Pendant l’exposition à la médiathèque de Melle

… le travail continue. La deuxième maison-phare prend tournure. Un soupçon d’immeuble parisien ici et là ; une lanterne qui se voulait au départ inspirée des phares des Provinces Maritimes du Canada et prend finalement une tournure « orientalisante ». Le tout hissé sur une sorte de promontoire – c’est un phare de pleine mer – pour se protéger des vagues…

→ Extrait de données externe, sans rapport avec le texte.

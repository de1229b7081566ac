//! Subscription plan recommendation.

use serde_json::{Map, Value};

/// Plan for muscle gain goals.
pub const PLAN_BE_STRONG: &str = "BeStrong";
/// Plan for weight loss goals.
pub const PLAN_BE_LEAN: &str = "BeLean";
/// General wellness plan, the fallback.
pub const PLAN_BE_FIT: &str = "BeFit";

/// Key under which the recommended plan is stored in profile attributes.
pub const RECOMMENDED_PLAN_KEY: &str = "recommended_plan";

/// Plan name recommended for a fitness goal.
#[must_use]
pub fn recommended_plan(goal: Option<&str>) -> &'static str {
    match goal.map(|g| g.trim().to_ascii_lowercase()).as_deref() {
        Some("gain_muscle") => PLAN_BE_STRONG,
        Some("lose_weight") => PLAN_BE_LEAN,
        _ => PLAN_BE_FIT,
    }
}

/// Merge the recommended plan into a profile's free-form attributes.
///
/// Non-object attributes are replaced by an object.
#[must_use]
pub fn with_recommended_plan(attributes: Option<Value>, goal: Option<&str>) -> Value {
    let mut map = match attributes {
        Some(Value::Object(map)) => map,
        _ => Map::new(),
    };
    map.insert(
        RECOMMENDED_PLAN_KEY.to_owned(),
        Value::String(recommended_plan(goal).to_owned()),
    );
    Value::Object(map)
}

/// Read the recommended plan back out of profile attributes.
#[must_use]
pub fn plan_from_attributes(attributes: &Value) -> Option<&str> {
    attributes.get(RECOMMENDED_PLAN_KEY).and_then(Value::as_str)
}

#[cfg(test)]
mod tests {
    use serde_json::json;

    use super::*;

    #[test]
    fn test_goal_mapping() {
        assert_eq!(recommended_plan(Some("gain_muscle")), PLAN_BE_STRONG);
        assert_eq!(recommended_plan(Some(" Lose_Weight ")), PLAN_BE_LEAN);
        assert_eq!(recommended_plan(Some("maintain")), PLAN_BE_FIT);
        assert_eq!(recommended_plan(None), PLAN_BE_FIT);
    }

    #[test]
    fn test_attributes_keep_existing_keys() {
        let attrs = with_recommended_plan(Some(json!({"diet": "vegan"})), Some("gain_muscle"));
        assert_eq!(attrs["diet"], "vegan");
        assert_eq!(plan_from_attributes(&attrs), Some(PLAN_BE_STRONG));
    }

    #[test]
    fn test_non_object_attributes_are_replaced() {
        let attrs = with_recommended_plan(Some(json!([1, 2])), None);
        assert_eq!(plan_from_attributes(&attrs), Some(PLAN_BE_FIT));
    }
}
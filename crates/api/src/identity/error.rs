//! Error types for the Cognito client.

use axum::http::StatusCode;
use serde::Deserialize;
use thiserror::Error;

/// Errors that can occur when talking to the identity provider.
#[derive(Debug, Error)]
pub enum IdentityError {
    /// HTTP request failed.
    #[error("HTTP error: {0}")]
    Http(#[from] reqwest::Error),

    /// Wrong credentials or an invalid token.
    #[error("not authorized: {0}")]
    NotAuthorized(String),

    /// Account exists but the email is not confirmed.
    #[error("user is not confirmed")]
    NotConfirmed,

    /// An account with this email already exists.
    #[error("user already exists")]
    UserExists,

    /// Confirmation or reset code is wrong or expired.
    #[error("invalid code: {0}")]
    InvalidCode(String),

    /// Password does not satisfy the pool policy.
    #[error("invalid password: {0}")]
    InvalidPassword(String),

    /// A request parameter was rejected.
    #[error("invalid parameter: {0}")]
    InvalidParameter(String),

    /// Too many requests for this user or client.
    #[error("rate limited: {0}")]
    RateLimited(String),

    /// Any other provider error.
    #[error("API error ({error_type}): {message}")]
    Api {
        /// Exception name without the namespace.
        error_type: String,
        /// Error message.
        message: String,
    },

    /// Failed to parse a response.
    #[error("parse error: {0}")]
    Parse(String),
}

impl IdentityError {
    /// Map a Cognito `__type` and message to an error.
    pub(crate) fn from_api(error_type: &str, message: String) -> Self {
        // Types may arrive namespaced, e.g. "com.amazonaws...#NotAuthorizedException"
        let name = error_type.rsplit('#').next().unwrap_or(error_type);
        match name {
            "NotAuthorizedException" | "UserNotFoundException" => Self::NotAuthorized(message),
            "UserNotConfirmedException" => Self::NotConfirmed,
            "UsernameExistsException" | "AliasExistsException" => Self::UserExists,
            "CodeMismatchException" | "ExpiredCodeException" => Self::InvalidCode(message),
            "InvalidPasswordException" => Self::InvalidPassword(message),
            "InvalidParameterException" => Self::InvalidParameter(message),
            "LimitExceededException" | "TooManyRequestsException"
            | "TooManyFailedAttemptsException" => Self::RateLimited(message),
            _ => Self::Api {
                error_type: name.to_string(),
                message,
            },
        }
    }

    /// HTTP status to answer with.
    #[must_use]
    pub const fn status(&self) -> StatusCode {
        match self {
            Self::NotAuthorized(_) => StatusCode::UNAUTHORIZED,
            Self::NotConfirmed => StatusCode::FORBIDDEN,
            Self::UserExists => StatusCode::CONFLICT,
            Self::InvalidCode(_) | Self::InvalidPassword(_) | Self::InvalidParameter(_) => {
                StatusCode::BAD_REQUEST
            }
            Self::RateLimited(_) => StatusCode::TOO_MANY_REQUESTS,
            Self::Http(_) | Self::Api { .. } | Self::Parse(_) => StatusCode::BAD_GATEWAY,
        }
    }

    /// Message safe to show the client.
    #[must_use]
    pub fn client_message(&self) -> String {
        match self {
            Self::NotAuthorized(_) => "Invalid credentials or token".to_string(),
            Self::NotConfirmed => "User is not confirmed. Check your email for the code".to_string(),
            Self::UserExists => "Email already registered".to_string(),
            Self::InvalidCode(_) => "Invalid or expired code".to_string(),
            Self::InvalidPassword(msg) | Self::InvalidParameter(msg) => msg.clone(),
            Self::RateLimited(_) => "Too many attempts, try again later".to_string(),
            Self::Http(_) | Self::Api { .. } | Self::Parse(_) => {
                "External service error".to_string()
            }
        }
    }
}

/// Error body returned by the Cognito JSON API.
#[derive(Debug, Deserialize)]
pub struct ApiErrorResponse {
    #[serde(rename = "__type")]
    pub error_type: String,
    #[serde(default, alias = "Message")]
    pub message: String,
}

#[cfg(test)]
#[allow(clippy::unwrap_used)]
mod tests {
    use super::*;

    #[test]
    fn test_from_api_maps_known_exceptions() {
        let err = IdentityError::from_api("NotAuthorizedException", "bad".to_string());
        assert_eq!(err.status(), StatusCode::UNAUTHORIZED);

        let err = IdentityError::from_api("UserNotConfirmedException", String::new());
        assert_eq!(err.status(), StatusCode::FORBIDDEN);

        let err = IdentityError::from_api("UsernameExistsException", String::new());
        assert_eq!(err.status(), StatusCode::CONFLICT);

        let err = IdentityError::from_api("ExpiredCodeException", String::new());
        assert_eq!(err.status(), StatusCode::BAD_REQUEST);

        let err = IdentityError::from_api("LimitExceededException", String::new());
        assert_eq!(err.status(), StatusCode::TOO_MANY_REQUESTS);
    }

    #[test]
    fn test_from_api_strips_namespace() {
        let err = IdentityError::from_api(
            "com.amazonaws.cognito#InvalidPasswordException",
            "Password must have symbols".to_string(),
        );
        assert!(matches!(err, IdentityError::InvalidPassword(_)));
        assert_eq!(err.client_message(), "Password must have symbols");
    }

    #[test]
    fn test_unknown_exception_is_bad_gateway() {
        let err = IdentityError::from_api("InternalErrorException", "boom".to_string());
        assert_eq!(err.status(), StatusCode::BAD_GATEWAY);
        assert_eq!(err.client_message(), "External service error");
    }

    #[test]
    fn test_api_error_deserialization() {
        let json = r#"{"__type":"CodeMismatchException","message":"Invalid code"}"#;
        let body: ApiErrorResponse = serde_json::from_str(json).unwrap();
        assert_eq!(body.error_type, "CodeMismatchException");
        assert_eq!(body.message, "Invalid code");
    }
}
//! Protected routes reject requests without a usable bearer token.

use axum::body::Body;
use axum::http::{Request, StatusCode, header};
use befit_integration_tests::{get, json_body, send};

const PROTECTED: &[&str] = &[
    "/api/v1/users/me",
    "/api/v1/users/me/fitness-profile",
    "/api/v1/addresses",
    "/api/v1/payment-methods",
    "/api/v1/notifications",
    "/api/v1/cart",
    "/api/v1/orders",
    "/api/v1/subscriptions/my-subscription",
    "/api/v1/loyalty/status",
    "/api/v1/auth/me",
    "/api/v1/admin/analytics/dashboard",
    "/api/v1/admin/users",
    "/api/v1/admin/orders",
];

#[tokio::test]
async fn test_protected_routes_require_token() {
    for uri in PROTECTED {
        let (status, body) = json_body(get(uri).await).await;
        assert_eq!(status, StatusCode::UNAUTHORIZED, "{uri}");
        assert_eq!(body["detail"], "Not authenticated", "{uri}");
    }
}

#[tokio::test]
async fn test_non_bearer_scheme_is_rejected() {
    let request = Request::get("/api/v1/users/me")
        .header(header::AUTHORIZATION, "Basic dXNlcjpwYXNz")
        .body(Body::empty())
        .expect("request");
    let response = send(request).await;
    assert_eq!(response.status(), StatusCode::UNAUTHORIZED);
}

#[tokio::test]
async fn test_empty_bearer_is_rejected() {
    let request = Request::post("/api/v1/cart/items")
        .header(header::AUTHORIZATION, "Bearer   ")
        .header(header::CONTENT_TYPE, "application/json")
        .body(Body::from(r#"{"product_id":1}"#))
        .expect("request");
    let response = send(request).await;
    assert_eq!(response.status(), StatusCode::UNAUTHORIZED);
}

#[tokio::test]
async fn test_csv_export_requires_token() {
    let response = get("/api/v1/admin/analytics/export/sales.csv").await;
    assert_eq!(response.status(), StatusCode::UNAUTHORIZED);
}
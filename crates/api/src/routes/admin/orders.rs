//! Admin order management.

use axum::{
    Json, Router,
    extract::{Path, Query, State},
    routing::{get, patch},
};
use serde::{Deserialize, Serialize};

use befit_core::{OrderId, OrderStatus};

use crate::db::OrderRepository;
use crate::error::AppError;
use crate::middleware::RequireAdmin;
use crate::models::{Order, OrderDetail, OrderStatusUpdate};
use crate::routes::orders::service;
use crate::state::AppState;
use crate::validation::Pagination;

pub fn router() -> Router<AppState> {
    Router::new()
        .route("/orders", get(list_orders))
        .route("/orders/{id}/status", patch(update_status))
}

#[derive(Debug, Default, Deserialize)]
pub struct OrderListQuery {
    pub status: Option<OrderStatus>,
    pub page: Option<i64>,
    pub limit: Option<i64>,
}

#[derive(Debug, Serialize)]
pub struct OrderPage {
    pub orders: Vec<Order>,
    pub total: i64,
    pub page: i64,
    pub limit: i64,
    pub total_pages: i64,
}

pub async fn list_orders(
    State(state): State<AppState>,
    _admin: RequireAdmin,
    Query(query): Query<OrderListQuery>,
) -> Result<Json<OrderPage>, AppError> {
    let pagination = Pagination::from_query(query.page, query.limit).validate()?;
    let (orders, total) = OrderRepository::new(state.pool())
        .list_all(query.status, pagination.limit, pagination.offset())
        .await?;

    Ok(Json(OrderPage {
        orders,
        total,
        page: pagination.page,
        limit: pagination.limit,
        total_pages: pagination.total_pages(total),
    }))
}

/// Move an order to a new status. Delivery earns loyalty points; cancelling or
/// refunding goes through the gateway.
pub async fn update_status(
    State(state): State<AppState>,
    _admin: RequireAdmin,
    Path(id): Path<OrderId>,
    Json(body): Json<OrderStatusUpdate>,
) -> Result<Json<OrderDetail>, AppError> {
    Ok(Json(service(&state).update_status(id, &body).await?))
}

L’objet dans son état actuel est déjà en exposition à la médiathèque comme « chaînon manquant » entre les structures de base et les modèles finalisés déjà présentés.Il recevra plus tard un couronnement – probablement un pylône et / ou une grue, les rambardes des balcons et quelques aménagements ultimes.

À suivre !

Les « maisons en carton » à la (presque) Une…

L’exposition à la Médiathèque de Melle…

…avait samedi 27 octobre 2018 les honneurs de la Nouvelle République. Merci à Didier Darrigrand, son correspondant dans notre belle ville…

Maisons Très Hautes : mise en couleurs (probablement) finale

Le revêtement coloré des grandes maisons
fait dans la sobriété…

…surtout du blanc, teinté de soupçons de terre de Sienne naturelle, de gris de Payne et de brun Van Dyck. Il s’agissait surtout de garder à l’objet une qualité de sculpture et une clarté favorisant le jeu des lumières et des ombres. Ne pas distraire le regard des reliefs et textures, et ajouter éventuellement l’agrément de quelques effets de coulures.

Maintenant, le travail sur les modèles parisiens beaucoup plus peints donne envie de renouer avec plus de couleur et pourquoi pas — comme pour les anciennes « maisons » de Montréal et du Canada — l’ajout d’objets et de personnages ?

À suivre !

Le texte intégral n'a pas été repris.